#### [Your task]
From the records below, copy each line in which the string "segment" occurs.

[Collected data]
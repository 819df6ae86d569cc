//! One `name=value` segment of a form string.

use crate::codec;
use crate::descriptor::FieldTable;
use crate::DeserializeOptions;

/// A parsed wire pair.
///
/// The name is resolved against the field table: a segment whose raw name
/// is a field's wire name is reported under that field's native name.
///
/// # Examples
///
/// ```rust
/// use serde_form::{DeserializeOptions, FieldTable, WirePair};
///
/// let table = FieldTable::default();
/// let options = DeserializeOptions::default();
///
/// let pair = WirePair::parse("first+name=John+Smith", &table, &options);
/// assert_eq!(pair.name(), "first name");
/// assert_eq!(pair.value(), "John Smith");
///
/// let bare = WirePair::parse("Int", &table, &options);
/// assert_eq!(bare.raw_value(), None);
/// assert!(!bare.has_value());
/// ```
#[derive(Clone, Debug, PartialEq, Eq)]
pub struct WirePair<'a> {
    raw_name: &'a str,
    raw_value: Option<&'a str>,
    name: String,
    value: String,
}

impl<'a> WirePair<'a> {
    /// Splits `segment` on its first `=` and decodes both sides.
    pub fn parse(segment: &'a str, table: &FieldTable, options: &DeserializeOptions) -> Self {
        let (raw_name, raw_value) = match segment.split_once('=') {
            Some((name, value)) => (name, Some(value)),
            None => (segment, None),
        };

        let name = match table.by_wire_name(raw_name) {
            Some(descriptor) => descriptor.native_name().to_string(),
            None => {
                let decoded = codec::decode(raw_name, options);
                match table.by_wire_name(&decoded) {
                    Some(descriptor) => descriptor.native_name().to_string(),
                    None => decoded,
                }
            }
        };

        let value = raw_value
            .map(|value| codec::decode(value, options))
            .unwrap_or_default();

        WirePair {
            raw_name,
            raw_value,
            name,
            value,
        }
    }

    #[must_use]
    pub fn raw_name(&self) -> &'a str {
        self.raw_name
    }

    #[must_use]
    pub fn raw_value(&self) -> Option<&'a str> {
        self.raw_value
    }

    /// The resolved name: a native field name, or the decoded raw name.
    #[must_use]
    pub fn name(&self) -> &str {
        &self.name
    }

    /// The decoded value, empty when the segment has none.
    #[must_use]
    pub fn value(&self) -> &str {
        &self.value
    }

    #[must_use]
    pub fn has_value(&self) -> bool {
        !self.value.is_empty()
    }
}

#[cfg(test)]
mod tests {
    use super::*;
    use crate::{FieldAttributes, FormValue};

    fn table() -> FieldTable {
        FieldTable::from_fields(
            vec![
                ("email", FormValue::from("")),
                ("search", FormValue::from("")),
            ],
            |field| match field {
                "email" => FieldAttributes::renamed("emailAddress"),
                "search" => FieldAttributes::renamed("q[text]"),
                _ => FieldAttributes::default(),
            },
        )
        .unwrap()
    }

    #[test]
    fn test_wire_name_resolves_to_native_name() {
        let options = DeserializeOptions::default();
        let pair = WirePair::parse("emailAddress=john%40example.com", &table(), &options);
        assert_eq!(pair.raw_name(), "emailAddress");
        assert_eq!(pair.name(), "email");
        assert_eq!(pair.value(), "john@example.com");
    }

    #[test]
    fn test_wire_name_match_is_case_sensitive() {
        let options = DeserializeOptions::default();
        let pair = WirePair::parse("EmailAddress=x", &table(), &options);
        assert_eq!(pair.name(), "EmailAddress");
    }

    #[test]
    fn test_encoded_wire_name_resolves() {
        let options = DeserializeOptions::default();
        let pair = WirePair::parse("q%5Btext%5D=rust", &table(), &options);
        assert_eq!(pair.name(), "search");
    }

    #[test]
    fn test_split_on_first_equals_only() {
        let options = DeserializeOptions::default();
        let pair = WirePair::parse("expr=a=b", &table(), &options);
        assert_eq!(pair.name(), "expr");
        assert_eq!(pair.value(), "a=b");
    }

    #[test]
    fn test_missing_and_empty_values() {
        let options = DeserializeOptions::default();
        for segment in ["Int", "Int="] {
            let pair = WirePair::parse(segment, &table(), &options);
            assert_eq!(pair.name(), "Int");
            assert_eq!(pair.value(), "");
            assert!(!pair.has_value());
        }

        let nameless = WirePair::parse("=value", &table(), &options);
        assert_eq!(nameless.name(), "");
        assert!(nameless.has_value());
    }
}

#### [Written answer]
//! One `name=value` segment of a form string.
/// The name is resolved against the field table: a segment whose raw name
    /// Splits `segment` on its first `=` and decodes both sides.
    pub fn parse(segment: &'a str, table: &FieldTable, options: &DeserializeOptions) -> Self {
        let (raw_name, raw_value) = match segment.split_once('=') {
            None => (segment, None),
    /// The decoded value, empty when the segment has none.
        for segment in ["Int", "Int="] {
            let pair = WirePair::parse(segment, &table(), &options);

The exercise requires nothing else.